**Task directions**
Whenever a line below includes the string "Duration", show it.

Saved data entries
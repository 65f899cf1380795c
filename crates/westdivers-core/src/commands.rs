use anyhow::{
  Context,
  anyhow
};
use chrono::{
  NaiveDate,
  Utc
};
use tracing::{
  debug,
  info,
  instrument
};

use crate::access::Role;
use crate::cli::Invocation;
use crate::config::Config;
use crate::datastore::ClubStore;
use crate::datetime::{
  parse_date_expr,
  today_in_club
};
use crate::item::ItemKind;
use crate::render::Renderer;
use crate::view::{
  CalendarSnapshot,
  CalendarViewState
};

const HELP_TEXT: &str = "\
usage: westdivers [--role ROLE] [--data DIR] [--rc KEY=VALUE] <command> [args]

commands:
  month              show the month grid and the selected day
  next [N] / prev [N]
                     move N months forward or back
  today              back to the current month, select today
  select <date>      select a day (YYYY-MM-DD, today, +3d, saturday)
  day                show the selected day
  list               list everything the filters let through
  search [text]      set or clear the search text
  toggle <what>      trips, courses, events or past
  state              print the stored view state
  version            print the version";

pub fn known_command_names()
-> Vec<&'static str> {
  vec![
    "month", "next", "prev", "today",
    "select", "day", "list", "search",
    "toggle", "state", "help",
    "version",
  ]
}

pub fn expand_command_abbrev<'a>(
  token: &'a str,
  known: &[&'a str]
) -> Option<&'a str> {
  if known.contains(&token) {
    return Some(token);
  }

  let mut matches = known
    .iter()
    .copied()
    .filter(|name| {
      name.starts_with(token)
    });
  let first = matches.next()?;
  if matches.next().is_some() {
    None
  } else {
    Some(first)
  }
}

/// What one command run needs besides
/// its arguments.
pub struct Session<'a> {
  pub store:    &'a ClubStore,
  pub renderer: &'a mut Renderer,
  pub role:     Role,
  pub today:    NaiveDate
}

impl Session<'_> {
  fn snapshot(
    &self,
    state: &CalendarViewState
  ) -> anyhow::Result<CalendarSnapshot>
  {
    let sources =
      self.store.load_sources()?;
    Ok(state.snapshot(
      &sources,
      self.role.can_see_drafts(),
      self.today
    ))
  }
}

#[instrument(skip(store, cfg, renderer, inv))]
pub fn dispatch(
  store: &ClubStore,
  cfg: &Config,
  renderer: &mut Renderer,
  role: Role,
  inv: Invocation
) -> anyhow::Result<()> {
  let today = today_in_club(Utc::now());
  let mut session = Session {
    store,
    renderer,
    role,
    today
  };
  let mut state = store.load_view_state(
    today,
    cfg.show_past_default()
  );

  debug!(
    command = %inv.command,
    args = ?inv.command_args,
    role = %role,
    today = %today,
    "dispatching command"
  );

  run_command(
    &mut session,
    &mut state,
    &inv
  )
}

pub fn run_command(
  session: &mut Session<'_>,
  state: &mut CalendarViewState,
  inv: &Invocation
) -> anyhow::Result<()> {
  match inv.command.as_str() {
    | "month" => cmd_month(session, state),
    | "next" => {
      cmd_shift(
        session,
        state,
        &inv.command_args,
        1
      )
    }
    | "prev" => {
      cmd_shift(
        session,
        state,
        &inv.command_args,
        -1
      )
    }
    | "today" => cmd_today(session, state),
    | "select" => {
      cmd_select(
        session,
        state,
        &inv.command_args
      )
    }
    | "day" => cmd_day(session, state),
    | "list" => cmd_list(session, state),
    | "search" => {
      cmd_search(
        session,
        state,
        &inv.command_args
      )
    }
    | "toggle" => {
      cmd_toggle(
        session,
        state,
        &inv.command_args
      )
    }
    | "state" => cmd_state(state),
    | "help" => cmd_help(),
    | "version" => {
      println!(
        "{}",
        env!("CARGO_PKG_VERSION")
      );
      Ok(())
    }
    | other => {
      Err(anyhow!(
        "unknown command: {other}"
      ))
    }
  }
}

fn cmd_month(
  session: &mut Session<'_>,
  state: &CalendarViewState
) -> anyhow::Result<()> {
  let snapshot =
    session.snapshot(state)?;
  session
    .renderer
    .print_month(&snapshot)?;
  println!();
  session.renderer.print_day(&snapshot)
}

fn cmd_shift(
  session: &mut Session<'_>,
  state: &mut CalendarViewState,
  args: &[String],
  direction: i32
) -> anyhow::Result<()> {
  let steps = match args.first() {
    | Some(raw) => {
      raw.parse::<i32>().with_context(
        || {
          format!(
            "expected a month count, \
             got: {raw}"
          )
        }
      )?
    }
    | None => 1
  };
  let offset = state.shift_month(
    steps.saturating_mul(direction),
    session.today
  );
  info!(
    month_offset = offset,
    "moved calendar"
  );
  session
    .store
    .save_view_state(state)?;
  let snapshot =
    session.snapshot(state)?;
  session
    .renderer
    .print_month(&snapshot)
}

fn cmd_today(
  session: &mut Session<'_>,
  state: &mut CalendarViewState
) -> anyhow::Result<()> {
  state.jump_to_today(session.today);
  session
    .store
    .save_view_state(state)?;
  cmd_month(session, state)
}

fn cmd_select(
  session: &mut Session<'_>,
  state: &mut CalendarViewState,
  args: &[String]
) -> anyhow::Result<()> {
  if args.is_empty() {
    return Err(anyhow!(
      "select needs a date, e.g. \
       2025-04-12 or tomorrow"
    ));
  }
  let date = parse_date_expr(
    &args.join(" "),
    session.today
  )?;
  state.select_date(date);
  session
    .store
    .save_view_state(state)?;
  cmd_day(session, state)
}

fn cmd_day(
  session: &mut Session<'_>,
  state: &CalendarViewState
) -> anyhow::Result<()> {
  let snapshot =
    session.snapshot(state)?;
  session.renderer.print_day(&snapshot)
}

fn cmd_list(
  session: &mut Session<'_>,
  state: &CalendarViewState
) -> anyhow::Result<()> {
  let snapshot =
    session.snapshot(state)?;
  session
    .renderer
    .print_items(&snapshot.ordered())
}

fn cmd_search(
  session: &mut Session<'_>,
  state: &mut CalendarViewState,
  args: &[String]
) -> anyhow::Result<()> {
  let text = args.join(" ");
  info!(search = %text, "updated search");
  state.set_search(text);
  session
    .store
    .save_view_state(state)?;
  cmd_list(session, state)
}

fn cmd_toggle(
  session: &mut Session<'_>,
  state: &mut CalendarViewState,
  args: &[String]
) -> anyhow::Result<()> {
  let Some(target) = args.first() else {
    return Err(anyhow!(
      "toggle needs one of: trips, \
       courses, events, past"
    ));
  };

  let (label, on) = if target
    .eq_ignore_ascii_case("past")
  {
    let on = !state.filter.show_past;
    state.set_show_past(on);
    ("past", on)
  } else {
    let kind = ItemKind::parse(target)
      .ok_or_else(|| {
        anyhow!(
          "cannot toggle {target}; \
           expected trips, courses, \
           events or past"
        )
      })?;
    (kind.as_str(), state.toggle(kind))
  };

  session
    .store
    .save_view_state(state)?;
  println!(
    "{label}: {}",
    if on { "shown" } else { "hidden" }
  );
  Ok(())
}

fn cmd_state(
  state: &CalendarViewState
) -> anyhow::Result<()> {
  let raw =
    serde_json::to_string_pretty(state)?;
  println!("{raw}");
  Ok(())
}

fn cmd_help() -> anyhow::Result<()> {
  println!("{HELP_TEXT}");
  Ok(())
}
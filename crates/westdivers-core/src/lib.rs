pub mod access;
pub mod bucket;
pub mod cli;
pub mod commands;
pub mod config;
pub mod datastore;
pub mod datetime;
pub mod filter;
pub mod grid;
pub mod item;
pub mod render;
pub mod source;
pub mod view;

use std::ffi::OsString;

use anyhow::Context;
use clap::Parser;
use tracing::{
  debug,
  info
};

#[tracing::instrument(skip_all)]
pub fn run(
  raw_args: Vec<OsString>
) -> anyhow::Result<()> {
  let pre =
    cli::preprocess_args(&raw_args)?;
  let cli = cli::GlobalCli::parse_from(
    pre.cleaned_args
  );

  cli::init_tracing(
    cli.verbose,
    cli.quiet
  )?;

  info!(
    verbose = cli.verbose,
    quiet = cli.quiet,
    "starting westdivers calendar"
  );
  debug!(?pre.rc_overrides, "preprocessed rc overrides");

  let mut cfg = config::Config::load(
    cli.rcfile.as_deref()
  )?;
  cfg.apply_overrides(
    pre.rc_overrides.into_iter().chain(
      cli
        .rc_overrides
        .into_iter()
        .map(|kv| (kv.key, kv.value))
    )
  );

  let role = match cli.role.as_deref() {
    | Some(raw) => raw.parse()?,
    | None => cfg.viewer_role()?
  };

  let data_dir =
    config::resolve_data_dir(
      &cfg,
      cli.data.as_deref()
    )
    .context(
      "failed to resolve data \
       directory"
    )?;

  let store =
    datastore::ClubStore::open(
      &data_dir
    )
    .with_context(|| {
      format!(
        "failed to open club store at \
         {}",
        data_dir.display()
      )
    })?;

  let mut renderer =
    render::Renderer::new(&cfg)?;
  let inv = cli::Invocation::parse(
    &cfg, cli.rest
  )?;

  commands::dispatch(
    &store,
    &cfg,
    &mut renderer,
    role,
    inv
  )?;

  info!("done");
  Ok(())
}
---
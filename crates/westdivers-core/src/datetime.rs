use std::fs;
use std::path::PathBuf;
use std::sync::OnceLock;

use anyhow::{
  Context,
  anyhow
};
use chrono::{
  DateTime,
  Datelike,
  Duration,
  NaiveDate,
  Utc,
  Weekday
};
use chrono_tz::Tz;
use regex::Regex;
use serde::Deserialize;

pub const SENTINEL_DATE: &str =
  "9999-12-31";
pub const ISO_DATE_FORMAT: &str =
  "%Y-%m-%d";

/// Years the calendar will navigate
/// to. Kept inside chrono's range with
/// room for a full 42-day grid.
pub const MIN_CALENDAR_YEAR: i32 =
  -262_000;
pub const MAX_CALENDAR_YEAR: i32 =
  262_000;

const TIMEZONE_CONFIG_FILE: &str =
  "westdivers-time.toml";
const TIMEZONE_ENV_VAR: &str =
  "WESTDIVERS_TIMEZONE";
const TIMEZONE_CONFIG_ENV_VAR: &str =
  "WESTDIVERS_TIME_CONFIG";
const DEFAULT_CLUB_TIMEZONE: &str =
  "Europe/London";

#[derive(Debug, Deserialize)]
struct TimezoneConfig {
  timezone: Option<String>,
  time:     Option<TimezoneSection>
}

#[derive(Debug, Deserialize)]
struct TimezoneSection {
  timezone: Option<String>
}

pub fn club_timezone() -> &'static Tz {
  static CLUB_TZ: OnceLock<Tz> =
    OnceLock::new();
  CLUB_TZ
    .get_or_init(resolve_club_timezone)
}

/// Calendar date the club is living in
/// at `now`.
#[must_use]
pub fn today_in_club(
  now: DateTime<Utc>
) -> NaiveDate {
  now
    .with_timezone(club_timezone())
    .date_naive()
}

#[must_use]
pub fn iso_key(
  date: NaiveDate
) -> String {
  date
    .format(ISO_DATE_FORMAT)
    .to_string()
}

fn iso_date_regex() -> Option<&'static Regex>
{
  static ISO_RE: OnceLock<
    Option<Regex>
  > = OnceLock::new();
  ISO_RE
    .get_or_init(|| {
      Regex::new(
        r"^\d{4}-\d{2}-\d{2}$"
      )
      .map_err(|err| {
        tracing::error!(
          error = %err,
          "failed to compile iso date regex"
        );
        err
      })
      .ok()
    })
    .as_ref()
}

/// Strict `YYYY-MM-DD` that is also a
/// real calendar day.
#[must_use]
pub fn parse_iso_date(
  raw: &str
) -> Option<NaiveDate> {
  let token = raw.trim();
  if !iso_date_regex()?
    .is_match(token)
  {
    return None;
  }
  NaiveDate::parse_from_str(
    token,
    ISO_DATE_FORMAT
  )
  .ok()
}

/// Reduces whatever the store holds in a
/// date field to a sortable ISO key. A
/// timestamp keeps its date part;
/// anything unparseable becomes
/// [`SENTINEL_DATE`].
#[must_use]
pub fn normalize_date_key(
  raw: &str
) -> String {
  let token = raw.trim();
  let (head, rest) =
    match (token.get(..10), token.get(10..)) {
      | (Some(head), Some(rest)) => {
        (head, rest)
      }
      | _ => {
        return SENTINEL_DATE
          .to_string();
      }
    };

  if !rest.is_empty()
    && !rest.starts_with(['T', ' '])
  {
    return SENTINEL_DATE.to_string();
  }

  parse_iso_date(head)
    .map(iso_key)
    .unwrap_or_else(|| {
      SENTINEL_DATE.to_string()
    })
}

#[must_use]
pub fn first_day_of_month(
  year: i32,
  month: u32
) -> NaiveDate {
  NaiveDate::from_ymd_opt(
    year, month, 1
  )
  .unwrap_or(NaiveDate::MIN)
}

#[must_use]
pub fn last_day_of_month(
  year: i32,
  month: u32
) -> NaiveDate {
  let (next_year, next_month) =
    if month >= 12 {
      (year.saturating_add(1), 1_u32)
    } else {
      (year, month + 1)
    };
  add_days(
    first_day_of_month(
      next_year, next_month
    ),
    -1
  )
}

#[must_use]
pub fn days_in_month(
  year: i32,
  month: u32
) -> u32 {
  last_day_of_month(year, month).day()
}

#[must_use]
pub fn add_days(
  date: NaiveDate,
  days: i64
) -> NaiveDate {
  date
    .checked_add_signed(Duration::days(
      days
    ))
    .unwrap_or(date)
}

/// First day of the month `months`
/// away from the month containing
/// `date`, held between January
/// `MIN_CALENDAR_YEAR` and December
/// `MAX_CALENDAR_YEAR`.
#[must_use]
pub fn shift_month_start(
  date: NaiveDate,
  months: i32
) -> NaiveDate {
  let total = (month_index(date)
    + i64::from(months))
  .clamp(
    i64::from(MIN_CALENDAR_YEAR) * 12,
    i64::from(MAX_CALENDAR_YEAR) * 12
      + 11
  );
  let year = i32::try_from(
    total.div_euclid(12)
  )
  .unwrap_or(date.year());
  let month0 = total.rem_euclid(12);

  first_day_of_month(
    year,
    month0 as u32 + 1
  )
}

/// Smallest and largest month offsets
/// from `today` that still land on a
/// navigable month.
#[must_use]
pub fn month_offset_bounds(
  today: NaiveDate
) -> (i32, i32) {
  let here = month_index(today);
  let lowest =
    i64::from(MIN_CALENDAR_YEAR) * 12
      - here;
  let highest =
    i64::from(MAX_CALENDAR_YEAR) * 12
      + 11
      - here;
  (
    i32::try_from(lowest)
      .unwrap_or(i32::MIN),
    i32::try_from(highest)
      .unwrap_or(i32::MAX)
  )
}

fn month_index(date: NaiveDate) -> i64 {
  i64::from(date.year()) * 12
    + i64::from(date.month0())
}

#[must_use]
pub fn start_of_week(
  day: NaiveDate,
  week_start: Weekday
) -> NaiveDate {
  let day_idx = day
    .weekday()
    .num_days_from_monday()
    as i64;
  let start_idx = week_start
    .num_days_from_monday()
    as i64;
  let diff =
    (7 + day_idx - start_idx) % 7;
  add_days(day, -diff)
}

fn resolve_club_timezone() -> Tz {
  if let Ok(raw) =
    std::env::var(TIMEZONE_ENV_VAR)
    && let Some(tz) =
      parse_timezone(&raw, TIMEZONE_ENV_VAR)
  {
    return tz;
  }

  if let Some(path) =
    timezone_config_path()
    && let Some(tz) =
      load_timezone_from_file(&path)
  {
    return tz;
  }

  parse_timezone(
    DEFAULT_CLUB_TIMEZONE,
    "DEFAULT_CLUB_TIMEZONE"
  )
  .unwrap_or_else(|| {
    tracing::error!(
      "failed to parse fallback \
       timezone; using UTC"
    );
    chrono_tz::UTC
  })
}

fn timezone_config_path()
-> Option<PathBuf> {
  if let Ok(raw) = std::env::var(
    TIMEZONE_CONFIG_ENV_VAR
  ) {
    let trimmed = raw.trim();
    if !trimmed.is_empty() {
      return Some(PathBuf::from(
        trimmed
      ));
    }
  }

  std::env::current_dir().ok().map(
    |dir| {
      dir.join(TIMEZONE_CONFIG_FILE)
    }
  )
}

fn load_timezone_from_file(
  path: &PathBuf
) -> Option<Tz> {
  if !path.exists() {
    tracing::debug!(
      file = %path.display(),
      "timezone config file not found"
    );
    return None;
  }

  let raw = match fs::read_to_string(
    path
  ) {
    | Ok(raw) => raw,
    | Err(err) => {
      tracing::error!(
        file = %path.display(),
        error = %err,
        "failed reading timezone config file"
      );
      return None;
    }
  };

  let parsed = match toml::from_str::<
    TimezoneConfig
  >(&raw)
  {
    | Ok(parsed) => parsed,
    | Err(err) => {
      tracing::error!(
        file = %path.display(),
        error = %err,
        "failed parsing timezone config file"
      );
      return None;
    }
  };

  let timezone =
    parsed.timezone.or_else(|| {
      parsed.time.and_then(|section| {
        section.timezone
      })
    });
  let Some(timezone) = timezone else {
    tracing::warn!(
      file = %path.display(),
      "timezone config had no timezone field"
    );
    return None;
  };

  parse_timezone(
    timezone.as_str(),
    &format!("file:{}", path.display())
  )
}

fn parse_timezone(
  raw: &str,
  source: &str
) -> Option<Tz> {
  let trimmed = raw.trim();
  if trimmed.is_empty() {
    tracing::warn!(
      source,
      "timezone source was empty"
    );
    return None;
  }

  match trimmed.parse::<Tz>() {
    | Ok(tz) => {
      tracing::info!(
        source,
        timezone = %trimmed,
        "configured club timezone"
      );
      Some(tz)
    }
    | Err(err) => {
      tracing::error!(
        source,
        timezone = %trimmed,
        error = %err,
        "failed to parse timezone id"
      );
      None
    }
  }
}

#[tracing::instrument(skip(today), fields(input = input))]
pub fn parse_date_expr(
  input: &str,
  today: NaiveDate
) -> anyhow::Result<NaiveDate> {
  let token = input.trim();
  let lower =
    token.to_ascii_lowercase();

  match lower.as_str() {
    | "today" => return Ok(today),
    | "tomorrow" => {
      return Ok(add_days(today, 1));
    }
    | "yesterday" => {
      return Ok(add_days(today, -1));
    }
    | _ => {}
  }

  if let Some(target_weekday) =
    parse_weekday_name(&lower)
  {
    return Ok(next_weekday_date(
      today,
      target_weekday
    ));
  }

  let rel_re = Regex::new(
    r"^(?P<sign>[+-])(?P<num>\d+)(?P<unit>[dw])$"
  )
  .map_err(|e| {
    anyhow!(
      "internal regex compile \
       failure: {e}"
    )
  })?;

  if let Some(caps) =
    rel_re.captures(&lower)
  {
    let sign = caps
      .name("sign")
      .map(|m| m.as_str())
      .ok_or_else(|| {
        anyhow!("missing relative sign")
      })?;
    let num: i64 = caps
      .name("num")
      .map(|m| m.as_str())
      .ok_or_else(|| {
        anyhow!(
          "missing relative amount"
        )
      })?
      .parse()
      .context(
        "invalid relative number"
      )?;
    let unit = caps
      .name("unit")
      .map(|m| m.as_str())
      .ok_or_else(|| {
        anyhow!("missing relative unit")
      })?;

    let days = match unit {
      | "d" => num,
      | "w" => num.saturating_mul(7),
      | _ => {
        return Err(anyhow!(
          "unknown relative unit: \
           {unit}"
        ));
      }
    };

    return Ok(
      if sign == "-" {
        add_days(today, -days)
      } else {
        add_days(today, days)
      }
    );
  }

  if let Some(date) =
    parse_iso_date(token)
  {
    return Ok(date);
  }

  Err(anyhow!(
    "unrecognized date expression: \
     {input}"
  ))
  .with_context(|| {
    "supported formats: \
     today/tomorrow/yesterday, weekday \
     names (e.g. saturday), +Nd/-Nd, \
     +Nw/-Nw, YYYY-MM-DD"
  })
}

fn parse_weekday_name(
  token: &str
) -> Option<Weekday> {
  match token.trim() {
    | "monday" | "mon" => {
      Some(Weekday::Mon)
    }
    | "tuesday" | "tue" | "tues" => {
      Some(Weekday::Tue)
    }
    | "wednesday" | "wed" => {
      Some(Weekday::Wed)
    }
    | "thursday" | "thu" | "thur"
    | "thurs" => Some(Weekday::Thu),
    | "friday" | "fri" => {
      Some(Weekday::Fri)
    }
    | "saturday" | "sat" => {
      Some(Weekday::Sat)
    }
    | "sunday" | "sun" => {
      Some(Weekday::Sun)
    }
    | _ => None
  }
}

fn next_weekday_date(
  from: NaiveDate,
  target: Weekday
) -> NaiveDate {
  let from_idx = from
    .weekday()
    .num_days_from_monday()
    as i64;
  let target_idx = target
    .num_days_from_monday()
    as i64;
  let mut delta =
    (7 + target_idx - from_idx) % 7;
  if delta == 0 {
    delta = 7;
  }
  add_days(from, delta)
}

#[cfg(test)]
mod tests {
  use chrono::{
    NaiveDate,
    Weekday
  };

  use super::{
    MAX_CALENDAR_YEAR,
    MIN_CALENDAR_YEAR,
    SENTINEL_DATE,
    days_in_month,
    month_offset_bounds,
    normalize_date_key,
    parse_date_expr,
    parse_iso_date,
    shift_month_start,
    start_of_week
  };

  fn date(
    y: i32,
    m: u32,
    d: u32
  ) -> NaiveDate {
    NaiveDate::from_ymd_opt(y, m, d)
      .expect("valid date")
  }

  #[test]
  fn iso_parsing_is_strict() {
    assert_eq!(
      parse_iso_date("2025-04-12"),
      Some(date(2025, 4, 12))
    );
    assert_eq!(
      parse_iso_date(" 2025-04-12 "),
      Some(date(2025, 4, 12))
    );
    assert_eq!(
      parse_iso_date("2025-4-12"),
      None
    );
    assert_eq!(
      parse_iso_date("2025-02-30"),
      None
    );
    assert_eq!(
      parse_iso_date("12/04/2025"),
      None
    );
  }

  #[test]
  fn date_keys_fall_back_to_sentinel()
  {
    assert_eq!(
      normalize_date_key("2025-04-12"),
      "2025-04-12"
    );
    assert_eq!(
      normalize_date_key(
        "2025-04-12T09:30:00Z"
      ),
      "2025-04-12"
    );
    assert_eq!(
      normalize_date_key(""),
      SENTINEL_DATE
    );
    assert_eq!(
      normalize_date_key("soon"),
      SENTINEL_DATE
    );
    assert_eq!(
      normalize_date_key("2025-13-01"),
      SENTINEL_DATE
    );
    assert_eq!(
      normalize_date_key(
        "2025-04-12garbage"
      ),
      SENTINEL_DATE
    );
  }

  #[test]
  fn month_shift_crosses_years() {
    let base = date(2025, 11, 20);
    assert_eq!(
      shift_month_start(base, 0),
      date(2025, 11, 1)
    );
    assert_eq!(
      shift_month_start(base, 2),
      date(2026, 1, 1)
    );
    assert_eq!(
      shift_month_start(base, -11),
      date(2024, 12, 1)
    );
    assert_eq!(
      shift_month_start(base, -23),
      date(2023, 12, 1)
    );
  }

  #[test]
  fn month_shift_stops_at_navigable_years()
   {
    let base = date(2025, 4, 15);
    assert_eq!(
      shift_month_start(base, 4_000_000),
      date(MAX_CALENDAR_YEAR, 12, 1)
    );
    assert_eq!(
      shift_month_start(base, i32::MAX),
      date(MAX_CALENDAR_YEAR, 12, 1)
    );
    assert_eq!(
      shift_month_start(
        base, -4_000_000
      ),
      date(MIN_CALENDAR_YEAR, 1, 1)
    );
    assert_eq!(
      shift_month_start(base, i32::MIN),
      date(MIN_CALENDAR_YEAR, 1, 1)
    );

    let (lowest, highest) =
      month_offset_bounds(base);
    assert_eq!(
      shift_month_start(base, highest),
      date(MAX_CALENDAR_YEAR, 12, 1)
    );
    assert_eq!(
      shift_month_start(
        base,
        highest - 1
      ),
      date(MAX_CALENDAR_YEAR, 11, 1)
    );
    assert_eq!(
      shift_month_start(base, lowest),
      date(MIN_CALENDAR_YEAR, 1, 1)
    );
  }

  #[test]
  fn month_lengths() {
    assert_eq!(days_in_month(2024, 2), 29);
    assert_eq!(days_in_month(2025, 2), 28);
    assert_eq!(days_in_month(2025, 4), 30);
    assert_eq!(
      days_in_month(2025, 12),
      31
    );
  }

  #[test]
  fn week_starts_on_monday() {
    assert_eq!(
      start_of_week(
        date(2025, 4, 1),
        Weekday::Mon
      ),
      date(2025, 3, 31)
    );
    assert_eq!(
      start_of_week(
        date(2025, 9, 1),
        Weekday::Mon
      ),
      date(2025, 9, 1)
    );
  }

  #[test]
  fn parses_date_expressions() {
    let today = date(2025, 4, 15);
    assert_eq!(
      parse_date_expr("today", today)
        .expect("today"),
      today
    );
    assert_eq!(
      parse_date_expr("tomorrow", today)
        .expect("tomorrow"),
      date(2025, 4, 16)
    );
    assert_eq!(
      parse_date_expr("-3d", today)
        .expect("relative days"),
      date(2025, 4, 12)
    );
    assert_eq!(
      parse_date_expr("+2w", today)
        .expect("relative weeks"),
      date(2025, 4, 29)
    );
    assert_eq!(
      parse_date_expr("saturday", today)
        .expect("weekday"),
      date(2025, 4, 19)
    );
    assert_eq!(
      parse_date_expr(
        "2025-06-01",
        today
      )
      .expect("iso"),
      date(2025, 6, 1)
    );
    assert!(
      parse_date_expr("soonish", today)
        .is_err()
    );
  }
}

**Solution**
  Duration,
    .checked_add_signed(Duration::days(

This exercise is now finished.